== Problem requirements ==
From the first line of the data through the line containing "pub use errors::ArmatureError;", return each line exactly.

Saved entries
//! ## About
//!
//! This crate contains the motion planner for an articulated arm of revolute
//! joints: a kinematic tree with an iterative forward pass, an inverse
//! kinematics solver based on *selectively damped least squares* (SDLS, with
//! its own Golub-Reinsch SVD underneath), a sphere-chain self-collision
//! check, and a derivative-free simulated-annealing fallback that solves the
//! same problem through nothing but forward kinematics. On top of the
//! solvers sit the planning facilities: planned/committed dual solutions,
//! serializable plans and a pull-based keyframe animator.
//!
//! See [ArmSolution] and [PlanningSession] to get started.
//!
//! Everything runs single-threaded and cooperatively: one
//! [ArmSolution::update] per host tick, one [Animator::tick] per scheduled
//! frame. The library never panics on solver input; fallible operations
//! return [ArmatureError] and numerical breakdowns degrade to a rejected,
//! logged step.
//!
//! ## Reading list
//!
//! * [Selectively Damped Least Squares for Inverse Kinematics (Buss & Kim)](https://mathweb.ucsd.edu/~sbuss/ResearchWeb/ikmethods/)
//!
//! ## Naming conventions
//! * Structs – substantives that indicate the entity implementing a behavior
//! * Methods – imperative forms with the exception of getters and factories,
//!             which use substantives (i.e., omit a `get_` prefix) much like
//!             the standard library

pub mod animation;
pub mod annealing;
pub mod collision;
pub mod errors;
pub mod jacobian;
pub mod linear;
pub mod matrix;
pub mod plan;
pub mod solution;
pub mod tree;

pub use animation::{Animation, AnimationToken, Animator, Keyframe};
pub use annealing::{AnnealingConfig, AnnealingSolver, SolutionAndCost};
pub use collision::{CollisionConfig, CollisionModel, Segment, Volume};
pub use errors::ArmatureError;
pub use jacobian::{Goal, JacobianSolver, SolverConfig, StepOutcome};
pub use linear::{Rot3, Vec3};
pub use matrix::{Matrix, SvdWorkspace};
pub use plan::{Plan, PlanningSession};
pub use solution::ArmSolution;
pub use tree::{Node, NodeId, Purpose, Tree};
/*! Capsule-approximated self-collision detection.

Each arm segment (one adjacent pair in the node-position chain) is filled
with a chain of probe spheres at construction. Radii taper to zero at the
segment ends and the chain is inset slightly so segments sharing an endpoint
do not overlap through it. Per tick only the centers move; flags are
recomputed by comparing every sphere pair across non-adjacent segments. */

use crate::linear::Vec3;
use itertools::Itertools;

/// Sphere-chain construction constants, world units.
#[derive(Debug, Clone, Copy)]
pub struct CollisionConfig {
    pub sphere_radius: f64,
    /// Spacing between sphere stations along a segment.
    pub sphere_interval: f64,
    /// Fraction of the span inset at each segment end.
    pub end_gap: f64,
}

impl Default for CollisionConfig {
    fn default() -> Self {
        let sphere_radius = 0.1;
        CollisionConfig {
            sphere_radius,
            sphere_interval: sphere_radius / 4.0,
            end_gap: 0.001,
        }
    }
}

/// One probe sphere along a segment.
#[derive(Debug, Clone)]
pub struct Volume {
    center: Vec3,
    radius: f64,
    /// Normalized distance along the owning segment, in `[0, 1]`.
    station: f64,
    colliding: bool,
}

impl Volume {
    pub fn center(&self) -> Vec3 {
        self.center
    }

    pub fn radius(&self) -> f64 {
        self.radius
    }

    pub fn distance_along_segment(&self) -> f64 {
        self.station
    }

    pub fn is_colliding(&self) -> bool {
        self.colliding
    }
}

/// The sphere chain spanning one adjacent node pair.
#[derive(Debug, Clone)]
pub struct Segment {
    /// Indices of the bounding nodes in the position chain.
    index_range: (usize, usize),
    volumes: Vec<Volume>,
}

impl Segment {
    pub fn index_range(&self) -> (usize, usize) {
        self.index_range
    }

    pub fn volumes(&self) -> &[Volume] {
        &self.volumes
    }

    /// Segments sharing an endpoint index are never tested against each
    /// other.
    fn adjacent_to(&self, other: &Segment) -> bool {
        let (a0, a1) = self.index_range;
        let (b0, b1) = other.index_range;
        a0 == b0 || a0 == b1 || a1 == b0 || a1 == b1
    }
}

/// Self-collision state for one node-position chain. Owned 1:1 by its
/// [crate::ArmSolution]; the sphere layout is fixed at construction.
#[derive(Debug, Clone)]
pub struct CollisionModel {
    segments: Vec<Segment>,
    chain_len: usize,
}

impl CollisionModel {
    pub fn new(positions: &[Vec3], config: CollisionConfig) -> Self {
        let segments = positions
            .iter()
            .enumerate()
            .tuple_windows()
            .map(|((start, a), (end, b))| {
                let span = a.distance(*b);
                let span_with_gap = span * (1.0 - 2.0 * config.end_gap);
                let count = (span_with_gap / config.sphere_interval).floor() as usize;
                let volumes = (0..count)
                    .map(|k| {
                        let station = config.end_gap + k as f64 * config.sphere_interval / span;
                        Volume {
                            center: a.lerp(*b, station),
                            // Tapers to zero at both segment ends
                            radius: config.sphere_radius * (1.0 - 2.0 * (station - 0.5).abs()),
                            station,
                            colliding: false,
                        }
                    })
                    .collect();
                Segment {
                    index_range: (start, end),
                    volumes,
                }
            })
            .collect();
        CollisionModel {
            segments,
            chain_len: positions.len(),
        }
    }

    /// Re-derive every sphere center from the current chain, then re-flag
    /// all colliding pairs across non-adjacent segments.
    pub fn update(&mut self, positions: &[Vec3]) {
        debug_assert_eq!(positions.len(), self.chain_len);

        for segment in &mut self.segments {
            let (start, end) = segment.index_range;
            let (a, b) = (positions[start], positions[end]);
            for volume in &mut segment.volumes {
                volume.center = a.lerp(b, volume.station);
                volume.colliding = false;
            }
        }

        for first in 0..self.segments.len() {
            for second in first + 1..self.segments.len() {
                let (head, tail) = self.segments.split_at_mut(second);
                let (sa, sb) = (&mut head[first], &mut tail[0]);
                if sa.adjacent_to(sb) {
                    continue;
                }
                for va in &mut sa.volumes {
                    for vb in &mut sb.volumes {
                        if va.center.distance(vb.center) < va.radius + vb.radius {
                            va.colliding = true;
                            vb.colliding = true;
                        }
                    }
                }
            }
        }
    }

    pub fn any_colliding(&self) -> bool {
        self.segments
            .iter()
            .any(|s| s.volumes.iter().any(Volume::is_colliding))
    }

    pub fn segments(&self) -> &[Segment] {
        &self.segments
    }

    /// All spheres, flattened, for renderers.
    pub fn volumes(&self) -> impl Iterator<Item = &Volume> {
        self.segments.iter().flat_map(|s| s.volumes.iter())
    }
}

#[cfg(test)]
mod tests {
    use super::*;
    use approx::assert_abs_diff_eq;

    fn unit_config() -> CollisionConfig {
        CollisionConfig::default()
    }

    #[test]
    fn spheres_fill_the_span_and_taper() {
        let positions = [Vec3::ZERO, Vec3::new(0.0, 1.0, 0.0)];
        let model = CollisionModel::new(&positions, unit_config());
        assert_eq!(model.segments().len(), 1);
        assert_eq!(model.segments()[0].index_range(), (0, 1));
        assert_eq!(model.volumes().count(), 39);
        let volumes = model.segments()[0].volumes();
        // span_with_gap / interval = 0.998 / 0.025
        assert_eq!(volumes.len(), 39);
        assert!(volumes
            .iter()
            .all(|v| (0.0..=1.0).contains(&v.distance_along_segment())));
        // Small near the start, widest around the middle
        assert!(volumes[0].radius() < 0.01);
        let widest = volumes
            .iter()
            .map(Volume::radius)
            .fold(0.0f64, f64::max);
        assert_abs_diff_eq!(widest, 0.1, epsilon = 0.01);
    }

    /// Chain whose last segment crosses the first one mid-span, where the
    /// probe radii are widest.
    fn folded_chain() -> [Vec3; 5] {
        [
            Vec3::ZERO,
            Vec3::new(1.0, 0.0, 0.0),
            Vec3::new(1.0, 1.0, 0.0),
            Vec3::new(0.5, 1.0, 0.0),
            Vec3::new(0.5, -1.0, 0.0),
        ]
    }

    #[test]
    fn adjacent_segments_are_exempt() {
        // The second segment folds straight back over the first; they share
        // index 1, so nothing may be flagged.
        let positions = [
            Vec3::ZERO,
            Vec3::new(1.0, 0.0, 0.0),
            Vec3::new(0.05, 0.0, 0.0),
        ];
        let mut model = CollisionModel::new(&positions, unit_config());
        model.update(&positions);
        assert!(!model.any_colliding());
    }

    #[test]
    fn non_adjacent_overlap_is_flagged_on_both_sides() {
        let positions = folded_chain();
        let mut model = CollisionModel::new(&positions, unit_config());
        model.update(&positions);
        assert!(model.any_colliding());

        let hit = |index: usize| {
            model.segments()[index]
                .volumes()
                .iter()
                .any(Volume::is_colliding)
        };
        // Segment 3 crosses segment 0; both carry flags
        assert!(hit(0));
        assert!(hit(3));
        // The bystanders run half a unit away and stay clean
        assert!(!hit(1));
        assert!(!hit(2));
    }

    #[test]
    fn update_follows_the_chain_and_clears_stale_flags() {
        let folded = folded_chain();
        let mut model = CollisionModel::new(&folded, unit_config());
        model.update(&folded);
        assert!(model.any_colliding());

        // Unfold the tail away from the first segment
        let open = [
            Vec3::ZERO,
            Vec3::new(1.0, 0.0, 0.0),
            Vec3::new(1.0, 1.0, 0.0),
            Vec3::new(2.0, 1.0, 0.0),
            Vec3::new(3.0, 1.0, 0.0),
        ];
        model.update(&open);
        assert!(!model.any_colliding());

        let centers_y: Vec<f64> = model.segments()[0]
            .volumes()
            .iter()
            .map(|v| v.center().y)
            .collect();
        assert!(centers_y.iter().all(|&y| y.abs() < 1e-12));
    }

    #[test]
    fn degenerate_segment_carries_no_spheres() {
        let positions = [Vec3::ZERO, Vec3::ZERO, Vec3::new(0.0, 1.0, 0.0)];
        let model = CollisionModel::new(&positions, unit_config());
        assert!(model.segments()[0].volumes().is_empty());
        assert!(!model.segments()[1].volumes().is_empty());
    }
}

== Answer to this problem ==
//! ## About
//!
//! This crate contains the motion planner for an articulated arm of revolute
//! joints: a kinematic tree with an iterative forward pass, an inverse
//! kinematics solver based on *selectively damped least squares* (SDLS, with
//! its own Golub-Reinsch SVD underneath), a sphere-chain self-collision
//! check, and a derivative-free simulated-annealing fallback that solves the
//! same problem through nothing but forward kinematics. On top of the
//! solvers sit the planning facilities: planned/committed dual solutions,
//! serializable plans and a pull-based keyframe animator.
//!
//! See [ArmSolution] and [PlanningSession] to get started.
//!
//! Everything runs single-threaded and cooperatively: one
//! [ArmSolution::update] per host tick, one [Animator::tick] per scheduled
//! frame. The library never panics on solver input; fallible operations
//! return [ArmatureError] and numerical breakdowns degrade to a rejected,
//! logged step.
//!
//! ## Reading list
//!
//! * [Selectively Damped Least Squares for Inverse Kinematics (Buss & Kim)](https://mathweb.ucsd.edu/~sbuss/ResearchWeb/ikmethods/)
//!
//! ## Naming conventions
//! * Structs – substantives that indicate the entity implementing a behavior
//! * Methods – imperative forms with the exception of getters and factories,
//!             which use substantives (i.e., omit a `get_` prefix) much like
//!             the standard library

pub mod animation;
pub mod annealing;
pub mod collision;
pub mod errors;
pub mod jacobian;
pub mod linear;
pub mod matrix;
pub mod plan;
pub mod solution;
pub mod tree;

pub use animation::{Animation, AnimationToken, Animator, Keyframe};
pub use annealing::{AnnealingConfig, AnnealingSolver, SolutionAndCost};
pub use collision::{CollisionConfig, CollisionModel, Segment, Volume};
pub use errors::ArmatureError;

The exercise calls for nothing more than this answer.